Second ,the transducer, same story,
Only a calibrated transducer will do. If not calibrated the values that are presented are useless. What about a transducer with a span fault?
Also the transducer has to be qualified for circumstances that are actual during the whole flight.
Third, how to check the combination in the plane? Who does guarantee the total airspeed measurement system is within needed specifications? Was the engineer qualified to mount the system? Does he knows all installation requirements?
When it's all true what I write you will understand that an airspeed measurement with not any kind of qualification (calibration, certification) is a "boy toy" and only interesting for observing, maybe to use for some research but useless for setting any record.
About your pitot (and static?) tube decription.
And in any case, the pitot-static tube is a small tube, say 1/8" diameter, with a rounded nose pointed straight into the flow. Nothing else sticks out. It will have a drag area of about 0.01 in^2. By comparison the whole glider's drag area is 5 in^2 to 10 in^2 (depending on the CL), or 500-1000 times bigger. So the drag of the pitot will cost you maybe 1-2 mph at most.

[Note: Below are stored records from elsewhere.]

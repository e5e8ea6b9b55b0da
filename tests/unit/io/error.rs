//! Tests for error types including source chaining and message formatting

#[cfg(test)]
mod tests {
    use std::error::Error;
    use std::path::PathBuf;
    use tilemerge::GameError;
    use tilemerge::io::error::{WithOperation, invalid_parameter};

    // Tests error source chaining works correctly
    // Verified by breaking source chain
    #[test]
    fn test_error_source_chain() {
        let io_error = std::io::Error::new(std::io::ErrorKind::NotFound, "file not found");
        let error = GameError::FileSystem {
            path: "/tmp/board.png".into(),
            operation: "read",
            source: io_error,
        };

        assert!(error.source().is_some());
    }

    // Tests InvalidParameter error contains all fields
    // Verified by omitting value from message
    #[test]
    fn test_invalid_parameter_error() {
        let error = invalid_parameter("board_size", &12, &"must be between 2 and 8");

        let message = error.to_string();
        assert!(message.contains("board_size"));
        assert!(message.contains("12"));
        assert!(message.contains("must be between 2 and 8"));
        assert!(error.source().is_none());
    }

    // Tests InvalidTile error names the cell and value
    #[test]
    fn test_invalid_tile_error() {
        let error = GameError::InvalidTile {
            row: 1,
            col: 3,
            value: 6,
        };

        let message = error.to_string();
        assert!(message.contains("(1, 3)"));
        assert!(message.contains('6'));
    }

    // Tests DimensionMismatch error reports both lengths
    #[test]
    fn test_dimension_mismatch_error() {
        let message = GameError::DimensionMismatch {
            expected: 4,
            found: 3,
        }
        .to_string();
        assert!(message.contains("expected row length 4"));
        assert!(message.contains("found 3"));
    }

    // Tests ImageExport error with IO source
    // Verified by excluding source error from message
    #[test]
    fn test_image_export_error() {
        let image_error = image::ImageError::IoError(std::io::Error::new(
            std::io::ErrorKind::PermissionDenied,
            "access denied",
        ));

        let error = GameError::ImageExport {
            path: PathBuf::from("/restricted/board.png"),
            source: image_error,
        };

        let message = error.to_string();
        assert!(message.contains("/restricted/board.png"));
        assert!(error.source().is_some());
        assert!(
            message.contains("access denied"),
            "Error message should include source error details: {message}"
        );
    }

    // Tests terminal errors carry the failing operation and source
    #[test]
    fn test_terminal_error_from_with_operation() {
        let result: Result<(), std::io::Error> = Err(std::io::Error::other("no tty"));
        let error = result.with_operation("enable raw mode").unwrap_err();

        let message = error.to_string();
        assert!(message.contains("enable raw mode"));
        assert!(message.contains("no tty"));
        assert!(error.source().is_some());
    }

    // Tests plain I/O errors convert through the question mark operator
    #[test]
    fn test_from_io_error() {
        let error = GameError::from(std::io::Error::other("disk full"));
        assert!(matches!(error, GameError::FileSystem { .. }));
    }
}
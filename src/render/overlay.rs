//! Game-over overlay state

/// Heading shown in the overlay
pub const OVERLAY_TITLE: &str = "Game Over!";
/// Label of the restart action
pub const RESTART_LABEL: &str = "Restart Game";

/// Modal shown when no move remains
///
/// One instance lives for the whole session; it is shown with the final
/// score and hidden again on restart.
#[derive(Debug, Clone, Copy, Default, PartialEq, Eq)]
pub struct GameOverOverlay {
    visible: bool,
    final_score: u64,
}

impl GameOverOverlay {
    /// Create a hidden overlay
    pub const fn new() -> Self {
        Self {
            visible: false,
            final_score: 0,
        }
    }

    /// Show the overlay with the score the game ended on
    pub const fn show(&mut self, final_score: u64) {
        self.final_score = final_score;
        self.visible = true;
    }

    /// Hide the overlay
    pub const fn hide(&mut self) {
        self.visible = false;
    }

    /// Whether the overlay is displayed
    pub const fn is_visible(&self) -> bool {
        self.visible
    }

    /// Score shown in the overlay
    pub const fn final_score(&self) -> u64 {
        self.final_score
    }

    /// Text lines of the overlay body
    pub fn lines(&self) -> [String; 3] {
        [
            OVERLAY_TITLE.to_string(),
            format!("Your Score: {}", self.final_score),
            format!("[r] {RESTART_LABEL}"),
        ]
    }
}
use crate::spatial::Grid;

/// Whether any two orthogonally adjacent tiles hold the same value
///
/// Checking each cell against its right and lower neighbour covers every
/// adjacent pair exactly once.
pub fn has_adjacent_pair(grid: &Grid) -> bool {
    let size = grid.size();
    for row in 0..size {
        for col in 0..size {
            let Some(value) = grid.get(row, col).filter(|&v| v != 0) else {
                continue;
            };
            if grid.get(row, col + 1) == Some(value) || grid.get(row + 1, col) == Some(value) {
                return true;
            }
        }
    }
    false
}

/// Whether the game has ended: the board is full and no merge is possible
pub fn is_game_over(grid: &Grid) -> bool {
    grid.is_full() && !has_adjacent_pair(grid)
}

It looks like we are one step away of the moment anybody is plumbing a tube on his plane and starts airspeed measurement record attemps, the action is accelerated by the axample shown in the post 38 of Jason Liily,
Why I write this?
I am an industrial engineer for instrumentation, and better write my comments before than after measured values are presented, for that read the topic of the thread!!
Speed records normally are set in two directions to eliminate windspeed because ground (water) speed is interesting. Also for DS ground speed is accepted and measurable with high accuracy, so don't use airspeed to set records!
If you still do?
What will happen when someone sets an airspeed record on a extreme high value? What is it worth? On that moment, read this post again.
Mark, last note:
“Site”, of Site Acceptance Test, Google for that, because it is worldwide known!!
Let the FAT be interesting in our workshop, the SAT we can use on "site" so mountain or hill.
Your "dive" can be part of a SAT just as some other highly recommended actions.
So, black and white story, but very important for you to know how public/readers are looking at your activities.
Let me know what you are thinking about this post, maybe we can do business and write about technical requirements of your measurements, calibrating, FAT or SAT, or even a calibrated vario!
|Feb 12, 2012, 09:51 PM|
Too many variables...
Because of RCSpeeds I have an interest in this thread and have been reading it.
Most DS'rs I've spoken too believe as we do. I'm not saying its up to me or I can't or won't make a section to record estimated airspeeds but I believe for records there are too many variables, a lot of room for error and other issues. Temperature, ridge gusts, pressure differences, changes in cloud cover and other factors could fluctuate during a flight and add variance. Many of our records are within one or two mph, ie the sixty inch record is currently tied at 360mph...
On the other hand I'm interested in airspeed after all that's what the airframe is exposed to. I've flown a D60 with the airspeed indicator and complete enjoyed it!! It so enlightening and it added another completely new way to enjoy flying. I wish I had the the right TX/RX and all the other gear to put one on an F3F model for slower smooth conditions. I would learn so much but I don't think windspeed is consistent enough to use for records.
The Guinness Book of World Records requires a pilot to fly a model between two fixed points, in both directions to eliminate windspeed for their records. I think its great how radar eliminates windspeed and forces us to use a witness. I'm surprised nobody's wound up a DS plane to 400 mph or so and flown between two fixed points. Maybe worth a try?? Their top record is only 337mph. From their link ,There downwind and upwind speeds were taken to eliminate the influence of the wind amongst other factors.
I've spoken to Jason of the link you posted to see if had a problem with me not posting his fast wind speed measurement to RCSpeeds. He agreed with me and I didn't post the wind speed measurement.
For now, I hope everybody's okay with this...
|Feb 12, 2012, 11:17 PM|
Thanks for response. Indeed, all clear.
Rest my offer.
I do fly my planes with airspeed measurement and control (cruise control) and do design all my equipment for that.
If I can help in any direction, design of tubes, advice about calibration or back up of controle for calibration data for any environmental circumstances please let me know.